Exercise objective:
Return the entries exactly as they appear.

* * *

#[cfg(test)]
mod tests {
    use super::*;
    use crate::renderer::ClipRegion;

    fn pixel(pixmap: &Pixmap, x: u32, y: u32) -> [u8; 4] {
        let c = pixmap.pixel(x, y).unwrap().demultiply();
        [c.red(), c.green(), c.blue(), c.alpha()]
    }

    #[test]
    fn test_background_fill() {
        let root = RenderNode::with_bounds("root", Rect::new(0.0, 0.0, 4.0, 4.0));
        let pixmap = rasterize(&root, 4, 4, Color::WHITE).unwrap();
        assert_eq!(pixel(&pixmap, 2, 2), [255, 255, 255, 255]);
    }

    #[test]
    fn test_clip_hides_overflowing_circle() {
        let root = RenderNode::with_bounds("root", Rect::new(0.0, 0.0, 40.0, 40.0))
            .clip(ClipRegion {
                rect: Rect::new(0.0, 0.0, 20.0, 40.0),
                corner_radius: 0.0,
            })
            .command(DrawCommand::circle((20.0, 20.0), 18.0, Color::BLACK));
        let pixmap = rasterize(&root, 40, 40, Color::WHITE).unwrap();

        assert_eq!(pixel(&pixmap, 10, 20), [0, 0, 0, 255]);
        assert_eq!(pixel(&pixmap, 30, 20), [255, 255, 255, 255]);
    }

    #[test]
    fn test_zero_scale_draws_nothing() {
        let root = RenderNode::with_bounds("root", Rect::new(0.0, 0.0, 20.0, 20.0))
            .transform(Transform::scale_about(0.0, 10.0, 10.0))
            .command(DrawCommand::circle((10.0, 10.0), 10.0, Color::BLACK));
        let pixmap = rasterize(&root, 20, 20, Color::WHITE).unwrap();
        assert_eq!(pixel(&pixmap, 10, 10), [255, 255, 255, 255]);
    }

    #[test]
    fn test_icon_uses_tint() {
        let root = RenderNode::with_bounds("root", Rect::new(0.0, 0.0, 20.0, 20.0)).command(
            DrawCommand::Icon {
                path: "M0 0h10v10h-10z",
                view_box: 10.0,
                rect: Rect::new(0.0, 0.0, 20.0, 20.0),
                color: Color::from_hex(0x3B82F6),
            },
        );
        let pixmap = rasterize(&root, 20, 20, Color::WHITE).unwrap();
        assert_eq!(pixel(&pixmap, 10, 10), [0x3B, 0x82, 0xF6, 255]);
    }

    #[test]
    fn test_icon_layer_lands_at_node_offset() {
        let root = RenderNode::with_bounds("root", Rect::new(0.0, 0.0, 60.0, 40.0)).child(
            RenderNode::with_bounds("icon", Rect::new(30.0, 10.0, 20.0, 20.0)).command(
                DrawCommand::Icon {
                    path: "M0 0h10v10h-10z",
                    view_box: 10.0,
                    rect: Rect::new(0.0, 0.0, 20.0, 20.0),
                    color: Color::BLACK,
                },
            ),
        );
        let pixmap = rasterize(&root, 60, 40, Color::WHITE).unwrap();

        assert_eq!(pixel(&pixmap, 40, 20), [0, 0, 0, 255]);
        assert_eq!(pixel(&pixmap, 31, 11), [0, 0, 0, 255]);
        assert_eq!(pixel(&pixmap, 20, 20), [255, 255, 255, 255]);
        assert_eq!(pixel(&pixmap, 55, 35), [255, 255, 255, 255]);
    }

    #[test]
    fn test_icon_partly_off_surface() {
        let root = RenderNode::with_bounds("icon", Rect::new(-10.0, -10.0, 20.0, 20.0)).command(
            DrawCommand::Icon {
                path: "M0 0h10v10h-10z",
                view_box: 10.0,
                rect: Rect::new(0.0, 0.0, 20.0, 20.0),
                color: Color::BLACK,
            },
        );
        let pixmap = rasterize(&root, 20, 20, Color::WHITE).unwrap();

        assert_eq!(pixel(&pixmap, 5, 5), [0, 0, 0, 255]);
        assert_eq!(pixel(&pixmap, 15, 15), [255, 255, 255, 255]);
    }

    #[test]
    fn test_icon_off_surface_draws_nothing() {
        let root = RenderNode::with_bounds("icon", Rect::new(50.0, 50.0, 20.0, 20.0)).command(
            DrawCommand::Icon {
                path: "M0 0h10v10h-10z",
                view_box: 10.0,
                rect: Rect::new(0.0, 0.0, 20.0, 20.0),
                color: Color::BLACK,
            },
        );
        let pixmap = rasterize(&root, 20, 20, Color::WHITE).unwrap();
        assert_eq!(pixel(&pixmap, 10, 10), [255, 255, 255, 255]);
    }

    #[test]
    fn test_clip_applies_to_every_command_and_child() {
        let clip = ClipRegion {
            rect: Rect::new(0.0, 0.0, 20.0, 40.0),
            corner_radius: 0.0,
        };
        let root = RenderNode::with_bounds("root", Rect::new(0.0, 0.0, 40.0, 40.0))
            .clip(clip)
            .command(DrawCommand::circle((20.0, 10.0), 8.0, Color::BLACK))
            .command(DrawCommand::circle((20.0, 30.0), 8.0, Color::BLACK))
            .child(
                RenderNode::with_bounds("child", Rect::new(0.0, 0.0, 40.0, 40.0))
                    .command(DrawCommand::circle((30.0, 20.0), 8.0, Color::BLACK)),
            );
        // A second, unclipped tree after the clipped one
        let outer = RenderNode::with_bounds("outer", Rect::new(0.0, 0.0, 40.0, 40.0))
            .child(root)
            .child(
                RenderNode::with_bounds("free", Rect::new(0.0, 0.0, 40.0, 40.0))
                    .command(DrawCommand::circle((36.0, 36.0), 3.0, Color::BLACK)),
            );
        let pixmap = rasterize(&outer, 40, 40, Color::WHITE).unwrap();

        assert_eq!(pixel(&pixmap, 15, 10), [0, 0, 0, 255]);
        assert_eq!(pixel(&pixmap, 25, 10), [255, 255, 255, 255]);
        assert_eq!(pixel(&pixmap, 15, 30), [0, 0, 0, 255]);
        assert_eq!(pixel(&pixmap, 25, 30), [255, 255, 255, 255]);
        assert_eq!(pixel(&pixmap, 30, 20), [255, 255, 255, 255]);
        assert_eq!(pixel(&pixmap, 36, 36), [0, 0, 0, 255]);
    }

    #[test]
    fn test_rejects_empty_surface() {
        let root = RenderNode::with_bounds("root", Rect::default());
        assert!(matches!(
            rasterize(&root, 0, 10, Color::WHITE),
            Err(Error::Raster(_))
        ));
    }
}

* * *

Solution for this exercise:
#[cfg(test)]
mod tests {
    use super::*;
    use crate::renderer::ClipRegion;

    fn pixel(pixmap: &Pixmap, x: u32, y: u32) -> [u8; 4] {
        let c = pixmap.pixel(x, y).unwrap().demultiply();
        [c.red(), c.green(), c.blue(), c.alpha()]
    }

    #[test]
    fn test_background_fill() {
        let root = RenderNode::with_bounds("root", Rect::new(0.0, 0.0, 4.0, 4.0));
        let pixmap = rasterize(&root, 4, 4, Color::WHITE).unwrap();
        assert_eq!(pixel(&pixmap, 2, 2), [255, 255, 255, 255]);
    }

    #[test]
    fn test_clip_hides_overflowing_circle() {
        let root = RenderNode::with_bounds("root", Rect::new(0.0, 0.0, 40.0, 40.0))
            .clip(ClipRegion {
                rect: Rect::new(0.0, 0.0, 20.0, 40.0),
                corner_radius: 0.0,
            })
            .command(DrawCommand::circle((20.0, 20.0), 18.0, Color::BLACK));
        let pixmap = rasterize(&root, 40, 40, Color::WHITE).unwrap();

        assert_eq!(pixel(&pixmap, 10, 20), [0, 0, 0, 255]);
        assert_eq!(pixel(&pixmap, 30, 20), [255, 255, 255, 255]);
    }

    #[test]
    fn test_zero_scale_draws_nothing() {
        let root = RenderNode::with_bounds("root", Rect::new(0.0, 0.0, 20.0, 20.0))
            .transform(Transform::scale_about(0.0, 10.0, 10.0))
            .command(DrawCommand::circle((10.0, 10.0), 10.0, Color::BLACK));
        let pixmap = rasterize(&root, 20, 20, Color::WHITE).unwrap();
        assert_eq!(pixel(&pixmap, 10, 10), [255, 255, 255, 255]);
    }

    #[test]
    fn test_icon_uses_tint() {
        let root = RenderNode::with_bounds("root", Rect::new(0.0, 0.0, 20.0, 20.0)).command(
            DrawCommand::Icon {
                path: "M0 0h10v10h-10z",
                view_box: 10.0,
                rect: Rect::new(0.0, 0.0, 20.0, 20.0),
                color: Color::from_hex(0x3B82F6),
            },
        );
        let pixmap = rasterize(&root, 20, 20, Color::WHITE).unwrap();
        assert_eq!(pixel(&pixmap, 10, 10), [0x3B, 0x82, 0xF6, 255]);
    }

    #[test]
    fn test_icon_layer_lands_at_node_offset() {
        let root = RenderNode::with_bounds("root", Rect::new(0.0, 0.0, 60.0, 40.0)).child(
            RenderNode::with_bounds("icon", Rect::new(30.0, 10.0, 20.0, 20.0)).command(
                DrawCommand::Icon {
                    path: "M0 0h10v10h-10z",
                    view_box: 10.0,
                    rect: Rect::new(0.0, 0.0, 20.0, 20.0),
                    color: Color::BLACK,
                },
            ),
        );
        let pixmap = rasterize(&root, 60, 40, Color::WHITE).unwrap();

        assert_eq!(pixel(&pixmap, 40, 20), [0, 0, 0, 255]);
        assert_eq!(pixel(&pixmap, 31, 11), [0, 0, 0, 255]);
        assert_eq!(pixel(&pixmap, 20, 20), [255, 255, 255, 255]);
        assert_eq!(pixel(&pixmap, 55, 35), [255, 255, 255, 255]);
    }

    #[test]
    fn test_icon_partly_off_surface() {
        let root = RenderNode::with_bounds("icon", Rect::new(-10.0, -10.0, 20.0, 20.0)).command(
            DrawCommand::Icon {
                path: "M0 0h10v10h-10z",
                view_box: 10.0,
                rect: Rect::new(0.0, 0.0, 20.0, 20.0),
                color: Color::BLACK,
            },
        );
        let pixmap = rasterize(&root, 20, 20, Color::WHITE).unwrap();

        assert_eq!(pixel(&pixmap, 5, 5), [0, 0, 0, 255]);
        assert_eq!(pixel(&pixmap, 15, 15), [255, 255, 255, 255]);
    }

    #[test]
    fn test_icon_off_surface_draws_nothing() {
        let root = RenderNode::with_bounds("icon", Rect::new(50.0, 50.0, 20.0, 20.0)).command(
            DrawCommand::Icon {
                path: "M0 0h10v10h-10z",
                view_box: 10.0,
                rect: Rect::new(0.0, 0.0, 20.0, 20.0),
                color: Color::BLACK,
            },
        );
        let pixmap = rasterize(&root, 20, 20, Color::WHITE).unwrap();
        assert_eq!(pixel(&pixmap, 10, 10), [255, 255, 255, 255]);
    }

    #[test]
    fn test_clip_applies_to_every_command_and_child() {
        let clip = ClipRegion {
            rect: Rect::new(0.0, 0.0, 20.0, 40.0),
            corner_radius: 0.0,
        };
        let root = RenderNode::with_bounds("root", Rect::new(0.0, 0.0, 40.0, 40.0))
            .clip(clip)
            .command(DrawCommand::circle((20.0, 10.0), 8.0, Color::BLACK))
            .command(DrawCommand::circle((20.0, 30.0), 8.0, Color::BLACK))
            .child(
                RenderNode::with_bounds("child", Rect::new(0.0, 0.0, 40.0, 40.0))
                    .command(DrawCommand::circle((30.0, 20.0), 8.0, Color::BLACK)),
            );
        // A second, unclipped tree after the clipped one
        let outer = RenderNode::with_bounds("outer", Rect::new(0.0, 0.0, 40.0, 40.0))
            .child(root)
            .child(
                RenderNode::with_bounds("free", Rect::new(0.0, 0.0, 40.0, 40.0))
                    .command(DrawCommand::circle((36.0, 36.0), 3.0, Color::BLACK)),
            );
        let pixmap = rasterize(&outer, 40, 40, Color::WHITE).unwrap();

        assert_eq!(pixel(&pixmap, 15, 10), [0, 0, 0, 255]);
        assert_eq!(pixel(&pixmap, 25, 10), [255, 255, 255, 255]);
        assert_eq!(pixel(&pixmap, 15, 30), [0, 0, 0, 255]);
        assert_eq!(pixel(&pixmap, 25, 30), [255, 255, 255, 255]);
        assert_eq!(pixel(&pixmap, 30, 20), [255, 255, 255, 255]);
        assert_eq!(pixel(&pixmap, 36, 36), [0, 0, 0, 255]);
    }

    #[test]
    fn test_rejects_empty_surface() {
        let root = RenderNode::with_bounds("root", Rect::default());
        assert!(matches!(
            rasterize(&root, 0, 10, Color::WHITE),
            Err(Error::Raster(_))
        ));
    }
}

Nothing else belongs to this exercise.